• _PROBLEM STATEMENT_
Among the entries below, please show each line that carries the word "enum".

..............................

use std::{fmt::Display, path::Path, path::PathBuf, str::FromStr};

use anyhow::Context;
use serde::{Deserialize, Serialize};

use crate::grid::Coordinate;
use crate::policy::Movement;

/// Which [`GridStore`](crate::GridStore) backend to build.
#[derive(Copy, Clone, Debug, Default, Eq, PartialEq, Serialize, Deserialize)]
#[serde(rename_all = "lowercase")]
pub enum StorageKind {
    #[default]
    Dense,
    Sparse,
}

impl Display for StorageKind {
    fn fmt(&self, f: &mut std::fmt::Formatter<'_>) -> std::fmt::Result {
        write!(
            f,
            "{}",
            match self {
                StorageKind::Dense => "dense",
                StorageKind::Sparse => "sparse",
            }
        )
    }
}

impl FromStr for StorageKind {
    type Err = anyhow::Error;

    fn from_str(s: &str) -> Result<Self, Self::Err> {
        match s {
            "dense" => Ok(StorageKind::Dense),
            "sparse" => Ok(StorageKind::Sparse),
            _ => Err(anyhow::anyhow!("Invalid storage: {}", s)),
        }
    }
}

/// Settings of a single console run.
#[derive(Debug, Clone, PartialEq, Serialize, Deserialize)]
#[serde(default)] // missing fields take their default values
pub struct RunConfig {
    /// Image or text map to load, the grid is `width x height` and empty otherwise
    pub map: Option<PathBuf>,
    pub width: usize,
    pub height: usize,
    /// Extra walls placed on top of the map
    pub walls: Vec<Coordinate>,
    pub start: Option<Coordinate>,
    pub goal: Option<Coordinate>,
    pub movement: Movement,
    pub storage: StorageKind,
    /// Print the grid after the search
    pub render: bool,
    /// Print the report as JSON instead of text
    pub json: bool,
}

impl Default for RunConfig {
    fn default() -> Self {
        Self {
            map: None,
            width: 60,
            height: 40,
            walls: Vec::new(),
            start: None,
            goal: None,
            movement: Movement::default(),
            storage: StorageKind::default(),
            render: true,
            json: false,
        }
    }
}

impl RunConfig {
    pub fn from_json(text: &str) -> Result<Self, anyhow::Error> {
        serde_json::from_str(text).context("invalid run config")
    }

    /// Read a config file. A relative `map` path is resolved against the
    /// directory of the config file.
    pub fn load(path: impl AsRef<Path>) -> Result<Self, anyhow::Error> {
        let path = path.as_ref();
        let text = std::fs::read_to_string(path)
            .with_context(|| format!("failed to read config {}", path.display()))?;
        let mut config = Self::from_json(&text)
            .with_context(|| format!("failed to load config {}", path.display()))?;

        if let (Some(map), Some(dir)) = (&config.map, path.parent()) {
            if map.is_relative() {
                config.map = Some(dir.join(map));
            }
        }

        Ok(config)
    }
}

..............................

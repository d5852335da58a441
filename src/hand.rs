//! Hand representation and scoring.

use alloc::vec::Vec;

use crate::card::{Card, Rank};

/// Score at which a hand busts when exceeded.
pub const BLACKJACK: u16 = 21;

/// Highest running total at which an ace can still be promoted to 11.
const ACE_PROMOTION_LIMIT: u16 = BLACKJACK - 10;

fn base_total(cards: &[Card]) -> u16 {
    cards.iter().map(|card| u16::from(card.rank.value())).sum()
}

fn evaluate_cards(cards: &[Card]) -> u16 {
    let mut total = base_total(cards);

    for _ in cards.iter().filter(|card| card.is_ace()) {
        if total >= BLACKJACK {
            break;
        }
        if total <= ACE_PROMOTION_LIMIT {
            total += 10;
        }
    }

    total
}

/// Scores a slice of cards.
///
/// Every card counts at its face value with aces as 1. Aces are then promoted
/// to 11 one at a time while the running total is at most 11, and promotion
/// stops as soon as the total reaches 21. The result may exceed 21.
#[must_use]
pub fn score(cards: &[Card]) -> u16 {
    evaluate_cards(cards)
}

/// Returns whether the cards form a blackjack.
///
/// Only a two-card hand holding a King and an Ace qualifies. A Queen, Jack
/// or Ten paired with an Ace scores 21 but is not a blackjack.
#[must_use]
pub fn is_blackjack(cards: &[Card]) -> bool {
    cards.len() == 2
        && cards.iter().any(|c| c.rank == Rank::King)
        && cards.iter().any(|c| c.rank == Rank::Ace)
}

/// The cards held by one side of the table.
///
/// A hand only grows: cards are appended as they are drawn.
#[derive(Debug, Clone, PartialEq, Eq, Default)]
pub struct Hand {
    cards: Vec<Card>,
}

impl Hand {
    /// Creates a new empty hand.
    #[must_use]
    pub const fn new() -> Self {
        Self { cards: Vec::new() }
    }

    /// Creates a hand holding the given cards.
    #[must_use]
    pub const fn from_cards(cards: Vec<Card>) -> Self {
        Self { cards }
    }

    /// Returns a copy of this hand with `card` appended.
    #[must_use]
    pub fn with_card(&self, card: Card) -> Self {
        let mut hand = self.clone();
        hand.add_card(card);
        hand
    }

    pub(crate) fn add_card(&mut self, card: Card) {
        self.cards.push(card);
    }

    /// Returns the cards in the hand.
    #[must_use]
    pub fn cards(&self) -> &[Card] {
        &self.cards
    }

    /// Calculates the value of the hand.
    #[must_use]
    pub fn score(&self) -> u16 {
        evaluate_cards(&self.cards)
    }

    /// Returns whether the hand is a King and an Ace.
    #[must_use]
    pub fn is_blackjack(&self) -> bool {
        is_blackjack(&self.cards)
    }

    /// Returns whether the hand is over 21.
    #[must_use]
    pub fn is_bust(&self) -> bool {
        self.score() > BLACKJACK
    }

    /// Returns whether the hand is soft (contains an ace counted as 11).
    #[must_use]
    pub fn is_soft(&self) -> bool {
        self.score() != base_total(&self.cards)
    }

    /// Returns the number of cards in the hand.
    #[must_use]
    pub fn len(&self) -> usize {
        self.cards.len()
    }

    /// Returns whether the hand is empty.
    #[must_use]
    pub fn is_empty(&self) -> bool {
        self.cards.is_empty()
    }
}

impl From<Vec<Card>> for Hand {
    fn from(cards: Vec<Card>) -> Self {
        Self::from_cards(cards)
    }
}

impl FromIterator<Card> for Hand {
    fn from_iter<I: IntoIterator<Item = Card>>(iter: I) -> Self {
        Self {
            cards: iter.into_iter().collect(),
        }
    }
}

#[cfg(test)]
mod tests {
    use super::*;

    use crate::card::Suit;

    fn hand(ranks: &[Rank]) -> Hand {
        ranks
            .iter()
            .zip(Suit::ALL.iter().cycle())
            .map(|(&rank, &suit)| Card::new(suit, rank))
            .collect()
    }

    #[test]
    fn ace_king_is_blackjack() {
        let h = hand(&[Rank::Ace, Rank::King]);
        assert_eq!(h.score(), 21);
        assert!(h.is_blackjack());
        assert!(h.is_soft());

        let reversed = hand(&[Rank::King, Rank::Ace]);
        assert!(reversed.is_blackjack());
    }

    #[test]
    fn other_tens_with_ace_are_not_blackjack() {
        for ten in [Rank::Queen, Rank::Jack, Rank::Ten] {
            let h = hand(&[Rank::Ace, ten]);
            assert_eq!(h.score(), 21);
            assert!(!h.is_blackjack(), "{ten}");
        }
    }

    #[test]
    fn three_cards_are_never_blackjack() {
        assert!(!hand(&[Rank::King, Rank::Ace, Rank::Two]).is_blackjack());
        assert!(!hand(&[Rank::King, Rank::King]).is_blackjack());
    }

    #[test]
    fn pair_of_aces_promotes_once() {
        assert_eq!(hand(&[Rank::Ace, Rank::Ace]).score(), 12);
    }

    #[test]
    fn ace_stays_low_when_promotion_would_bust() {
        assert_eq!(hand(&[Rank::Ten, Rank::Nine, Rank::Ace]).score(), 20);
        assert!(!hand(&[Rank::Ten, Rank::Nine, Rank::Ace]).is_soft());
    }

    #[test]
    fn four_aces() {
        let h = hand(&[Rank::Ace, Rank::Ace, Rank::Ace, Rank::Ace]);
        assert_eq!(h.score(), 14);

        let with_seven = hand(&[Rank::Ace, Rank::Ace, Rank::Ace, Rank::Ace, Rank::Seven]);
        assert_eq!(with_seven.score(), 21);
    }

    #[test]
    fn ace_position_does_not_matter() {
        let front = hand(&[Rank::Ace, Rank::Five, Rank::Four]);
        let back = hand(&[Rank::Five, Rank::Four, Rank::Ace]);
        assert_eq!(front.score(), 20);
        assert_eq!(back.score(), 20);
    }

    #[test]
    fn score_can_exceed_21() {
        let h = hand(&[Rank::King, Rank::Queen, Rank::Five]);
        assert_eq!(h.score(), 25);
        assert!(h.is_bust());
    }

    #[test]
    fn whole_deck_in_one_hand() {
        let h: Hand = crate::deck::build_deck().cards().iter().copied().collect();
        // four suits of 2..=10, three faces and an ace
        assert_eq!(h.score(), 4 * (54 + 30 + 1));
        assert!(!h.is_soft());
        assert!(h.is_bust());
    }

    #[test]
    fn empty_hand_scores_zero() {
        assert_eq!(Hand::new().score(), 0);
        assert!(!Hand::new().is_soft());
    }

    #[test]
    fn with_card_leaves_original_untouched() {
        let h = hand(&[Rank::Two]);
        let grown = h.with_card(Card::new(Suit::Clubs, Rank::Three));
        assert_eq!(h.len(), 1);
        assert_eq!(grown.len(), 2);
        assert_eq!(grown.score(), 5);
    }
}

..............................

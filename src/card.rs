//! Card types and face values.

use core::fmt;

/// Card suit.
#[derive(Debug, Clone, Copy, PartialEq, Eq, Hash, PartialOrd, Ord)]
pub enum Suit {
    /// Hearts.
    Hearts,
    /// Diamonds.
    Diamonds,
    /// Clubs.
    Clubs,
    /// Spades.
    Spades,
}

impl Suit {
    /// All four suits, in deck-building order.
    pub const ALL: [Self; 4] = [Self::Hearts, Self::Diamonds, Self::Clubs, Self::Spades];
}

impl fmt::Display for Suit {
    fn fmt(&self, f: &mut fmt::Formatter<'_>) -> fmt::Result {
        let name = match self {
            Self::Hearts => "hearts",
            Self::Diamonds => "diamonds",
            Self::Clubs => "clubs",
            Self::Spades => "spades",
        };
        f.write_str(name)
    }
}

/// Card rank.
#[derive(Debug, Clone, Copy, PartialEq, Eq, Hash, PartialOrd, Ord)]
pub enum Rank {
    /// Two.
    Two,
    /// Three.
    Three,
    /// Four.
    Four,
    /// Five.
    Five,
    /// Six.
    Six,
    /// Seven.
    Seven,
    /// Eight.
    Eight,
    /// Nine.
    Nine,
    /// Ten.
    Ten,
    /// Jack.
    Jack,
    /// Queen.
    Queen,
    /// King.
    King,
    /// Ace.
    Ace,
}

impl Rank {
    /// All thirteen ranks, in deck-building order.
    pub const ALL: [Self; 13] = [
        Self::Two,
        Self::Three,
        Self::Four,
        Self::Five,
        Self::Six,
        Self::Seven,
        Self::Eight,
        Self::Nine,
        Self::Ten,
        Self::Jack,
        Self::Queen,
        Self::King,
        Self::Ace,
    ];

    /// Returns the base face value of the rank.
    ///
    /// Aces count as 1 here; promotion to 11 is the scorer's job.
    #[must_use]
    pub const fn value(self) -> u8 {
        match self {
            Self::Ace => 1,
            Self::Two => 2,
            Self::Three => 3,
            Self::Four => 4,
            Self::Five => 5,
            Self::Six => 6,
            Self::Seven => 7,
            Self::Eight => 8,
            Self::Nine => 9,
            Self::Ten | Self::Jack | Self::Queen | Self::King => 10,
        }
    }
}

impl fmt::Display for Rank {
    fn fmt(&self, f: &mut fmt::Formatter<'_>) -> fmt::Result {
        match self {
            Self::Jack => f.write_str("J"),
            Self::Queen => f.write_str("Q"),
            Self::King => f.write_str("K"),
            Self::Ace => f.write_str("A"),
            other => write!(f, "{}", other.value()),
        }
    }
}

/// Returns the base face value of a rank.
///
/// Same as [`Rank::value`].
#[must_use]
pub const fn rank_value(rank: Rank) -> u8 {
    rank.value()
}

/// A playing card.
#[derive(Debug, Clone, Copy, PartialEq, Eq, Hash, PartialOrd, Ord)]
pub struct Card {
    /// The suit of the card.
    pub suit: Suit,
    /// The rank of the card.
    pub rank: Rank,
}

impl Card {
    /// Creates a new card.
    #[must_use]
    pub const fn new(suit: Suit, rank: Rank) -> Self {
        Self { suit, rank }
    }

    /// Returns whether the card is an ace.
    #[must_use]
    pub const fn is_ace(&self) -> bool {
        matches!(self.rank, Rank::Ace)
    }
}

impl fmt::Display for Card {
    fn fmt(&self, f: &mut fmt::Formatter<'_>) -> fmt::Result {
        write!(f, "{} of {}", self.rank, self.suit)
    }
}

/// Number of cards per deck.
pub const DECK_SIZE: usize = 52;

..............................

• _OUTPUT OF THE TASK_
pub enum StorageKind {
pub enum Suit {
pub enum Rank {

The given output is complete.